Task directions - Determine the number of lines in the data below that contain the string "adapter", and respond with that number alone.

Data -
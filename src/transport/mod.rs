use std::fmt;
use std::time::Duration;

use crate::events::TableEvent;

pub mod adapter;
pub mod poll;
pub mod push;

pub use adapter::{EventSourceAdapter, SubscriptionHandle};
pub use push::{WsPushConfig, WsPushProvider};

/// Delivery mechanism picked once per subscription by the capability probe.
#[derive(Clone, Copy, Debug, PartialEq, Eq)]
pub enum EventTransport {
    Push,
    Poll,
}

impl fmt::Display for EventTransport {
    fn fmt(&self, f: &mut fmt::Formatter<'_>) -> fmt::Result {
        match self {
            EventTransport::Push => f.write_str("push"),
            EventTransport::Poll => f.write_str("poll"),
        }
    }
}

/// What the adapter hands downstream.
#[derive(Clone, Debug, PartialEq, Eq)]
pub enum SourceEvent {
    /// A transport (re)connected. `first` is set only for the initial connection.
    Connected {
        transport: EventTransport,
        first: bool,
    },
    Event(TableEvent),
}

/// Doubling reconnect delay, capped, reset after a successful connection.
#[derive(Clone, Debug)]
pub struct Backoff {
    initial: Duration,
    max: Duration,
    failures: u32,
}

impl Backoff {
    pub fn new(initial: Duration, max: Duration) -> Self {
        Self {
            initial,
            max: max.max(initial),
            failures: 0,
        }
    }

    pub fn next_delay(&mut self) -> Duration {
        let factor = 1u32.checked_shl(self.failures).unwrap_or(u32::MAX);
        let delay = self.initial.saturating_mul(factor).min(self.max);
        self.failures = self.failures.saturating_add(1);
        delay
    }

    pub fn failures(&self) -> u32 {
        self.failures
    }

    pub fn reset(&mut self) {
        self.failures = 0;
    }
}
...
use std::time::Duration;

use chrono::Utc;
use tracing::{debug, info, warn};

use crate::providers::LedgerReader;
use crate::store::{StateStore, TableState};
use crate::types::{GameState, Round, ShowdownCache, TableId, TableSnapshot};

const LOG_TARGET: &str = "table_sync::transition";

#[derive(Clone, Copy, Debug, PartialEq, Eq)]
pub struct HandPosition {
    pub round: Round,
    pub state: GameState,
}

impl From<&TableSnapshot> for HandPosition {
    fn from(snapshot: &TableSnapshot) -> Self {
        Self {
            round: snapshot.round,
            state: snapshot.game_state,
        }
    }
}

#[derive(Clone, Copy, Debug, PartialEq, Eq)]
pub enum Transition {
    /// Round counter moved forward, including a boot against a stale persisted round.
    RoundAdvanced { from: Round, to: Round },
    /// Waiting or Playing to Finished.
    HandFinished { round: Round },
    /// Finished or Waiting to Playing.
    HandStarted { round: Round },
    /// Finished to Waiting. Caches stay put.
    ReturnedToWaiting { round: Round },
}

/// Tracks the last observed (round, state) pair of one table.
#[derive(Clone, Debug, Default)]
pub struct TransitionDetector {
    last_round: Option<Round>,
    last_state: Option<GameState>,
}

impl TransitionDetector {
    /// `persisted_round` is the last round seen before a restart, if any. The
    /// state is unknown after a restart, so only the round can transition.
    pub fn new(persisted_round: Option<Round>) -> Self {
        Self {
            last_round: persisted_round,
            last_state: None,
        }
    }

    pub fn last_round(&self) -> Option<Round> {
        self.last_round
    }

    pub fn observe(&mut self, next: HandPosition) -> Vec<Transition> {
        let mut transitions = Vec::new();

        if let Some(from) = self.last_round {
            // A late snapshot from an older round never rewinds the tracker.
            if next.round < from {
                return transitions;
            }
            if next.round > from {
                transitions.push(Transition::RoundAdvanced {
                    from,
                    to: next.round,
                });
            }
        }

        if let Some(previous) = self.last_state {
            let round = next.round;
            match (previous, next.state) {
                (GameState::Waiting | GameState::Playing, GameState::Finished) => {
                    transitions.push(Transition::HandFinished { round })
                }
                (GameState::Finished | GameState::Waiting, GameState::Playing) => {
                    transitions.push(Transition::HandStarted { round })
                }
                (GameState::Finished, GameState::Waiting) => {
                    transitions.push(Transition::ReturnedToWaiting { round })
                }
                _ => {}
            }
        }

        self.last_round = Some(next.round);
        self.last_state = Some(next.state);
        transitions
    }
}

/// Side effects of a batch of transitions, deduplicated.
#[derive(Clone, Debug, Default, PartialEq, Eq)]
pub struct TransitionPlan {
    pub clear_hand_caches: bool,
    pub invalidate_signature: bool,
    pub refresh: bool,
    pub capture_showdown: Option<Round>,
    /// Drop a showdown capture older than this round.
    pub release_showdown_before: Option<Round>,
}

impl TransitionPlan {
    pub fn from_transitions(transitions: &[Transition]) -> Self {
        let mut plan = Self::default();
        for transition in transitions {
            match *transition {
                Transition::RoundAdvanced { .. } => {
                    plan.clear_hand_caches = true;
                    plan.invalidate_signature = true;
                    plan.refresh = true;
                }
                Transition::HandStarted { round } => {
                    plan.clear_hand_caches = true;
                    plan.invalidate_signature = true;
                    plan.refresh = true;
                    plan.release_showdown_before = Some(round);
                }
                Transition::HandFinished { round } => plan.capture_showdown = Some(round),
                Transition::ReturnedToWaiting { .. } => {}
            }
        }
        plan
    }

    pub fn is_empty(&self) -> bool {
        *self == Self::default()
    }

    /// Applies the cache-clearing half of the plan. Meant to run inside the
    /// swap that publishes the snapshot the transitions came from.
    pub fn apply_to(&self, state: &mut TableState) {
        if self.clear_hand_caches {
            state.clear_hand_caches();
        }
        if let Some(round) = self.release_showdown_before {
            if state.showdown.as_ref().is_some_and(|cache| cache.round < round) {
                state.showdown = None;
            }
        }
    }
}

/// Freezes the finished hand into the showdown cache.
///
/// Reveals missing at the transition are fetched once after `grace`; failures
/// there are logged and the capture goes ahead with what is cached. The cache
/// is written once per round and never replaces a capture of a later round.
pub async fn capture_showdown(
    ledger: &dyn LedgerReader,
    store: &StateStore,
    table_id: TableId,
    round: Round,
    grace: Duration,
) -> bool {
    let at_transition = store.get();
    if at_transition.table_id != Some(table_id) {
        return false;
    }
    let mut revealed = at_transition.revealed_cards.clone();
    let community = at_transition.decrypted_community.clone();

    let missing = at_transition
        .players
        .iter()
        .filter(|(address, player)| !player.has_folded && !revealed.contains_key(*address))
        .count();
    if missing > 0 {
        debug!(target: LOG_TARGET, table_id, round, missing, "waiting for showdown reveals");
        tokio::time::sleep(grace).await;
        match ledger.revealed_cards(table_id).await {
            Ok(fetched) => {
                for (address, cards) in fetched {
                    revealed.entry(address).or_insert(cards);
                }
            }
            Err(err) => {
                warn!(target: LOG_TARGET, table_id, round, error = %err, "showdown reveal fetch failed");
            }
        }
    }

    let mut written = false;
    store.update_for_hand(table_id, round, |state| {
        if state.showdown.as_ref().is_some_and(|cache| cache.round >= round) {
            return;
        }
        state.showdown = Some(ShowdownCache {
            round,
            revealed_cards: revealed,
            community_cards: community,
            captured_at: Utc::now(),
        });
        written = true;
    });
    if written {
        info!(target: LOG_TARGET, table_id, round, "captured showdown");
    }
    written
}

Result of the task - 3